## What to do
Your response should consist of the data that follows, repeated in full without alteration.

Stored data entries
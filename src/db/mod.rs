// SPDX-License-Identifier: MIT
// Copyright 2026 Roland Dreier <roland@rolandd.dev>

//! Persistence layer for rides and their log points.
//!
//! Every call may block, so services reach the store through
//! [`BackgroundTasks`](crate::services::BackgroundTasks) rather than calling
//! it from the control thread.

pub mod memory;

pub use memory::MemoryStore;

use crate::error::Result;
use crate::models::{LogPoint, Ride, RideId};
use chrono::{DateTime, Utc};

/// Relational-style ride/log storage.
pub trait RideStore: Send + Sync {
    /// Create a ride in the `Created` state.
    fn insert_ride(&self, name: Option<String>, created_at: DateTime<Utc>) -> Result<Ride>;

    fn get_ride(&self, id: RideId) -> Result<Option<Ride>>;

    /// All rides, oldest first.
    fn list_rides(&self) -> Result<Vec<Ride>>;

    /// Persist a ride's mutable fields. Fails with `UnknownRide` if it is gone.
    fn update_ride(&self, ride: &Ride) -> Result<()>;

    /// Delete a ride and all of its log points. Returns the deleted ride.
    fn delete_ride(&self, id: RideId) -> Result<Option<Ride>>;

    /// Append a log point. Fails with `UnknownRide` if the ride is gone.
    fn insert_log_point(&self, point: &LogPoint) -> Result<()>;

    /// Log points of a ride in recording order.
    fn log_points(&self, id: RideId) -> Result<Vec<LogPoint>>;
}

## Result for this task
filename src/db/mod.rs
// SPDX-License-Identifier: MIT
// Copyright 2026 Roland Dreier <roland@rolandd.dev>

//! Persistence layer for rides and their log points.
//!
//! Every call may block, so services reach the store through
//! [`BackgroundTasks`](crate::services::BackgroundTasks) rather than calling
//! it from the control thread.

pub mod memory;

pub use memory::MemoryStore;

use crate::error::Result;
use crate::models::{LogPoint, Ride, RideId};
use chrono::{DateTime, Utc};

/// Relational-style ride/log storage.
pub trait RideStore: Send + Sync {
    /// Create a ride in the `Created` state.
    fn insert_ride(&self, name: Option<String>, created_at: DateTime<Utc>) -> Result<Ride>;

    fn get_ride(&self, id: RideId) -> Result<Option<Ride>>;

    /// All rides, oldest first.
    fn list_rides(&self) -> Result<Vec<Ride>>;

    /// Persist a ride's mutable fields. Fails with `UnknownRide` if it is gone.
    fn update_ride(&self, ride: &Ride) -> Result<()>;

    /// Delete a ride and all of its log points. Returns the deleted ride.
    fn delete_ride(&self, id: RideId) -> Result<Option<Ride>>;

    /// Append a log point. Fails with `UnknownRide` if the ride is gone.
    fn insert_log_point(&self, point: &LogPoint) -> Result<()>;

    /// Log points of a ride in recording order.
    fn log_points(&self, id: RideId) -> Result<Vec<LogPoint>>;
}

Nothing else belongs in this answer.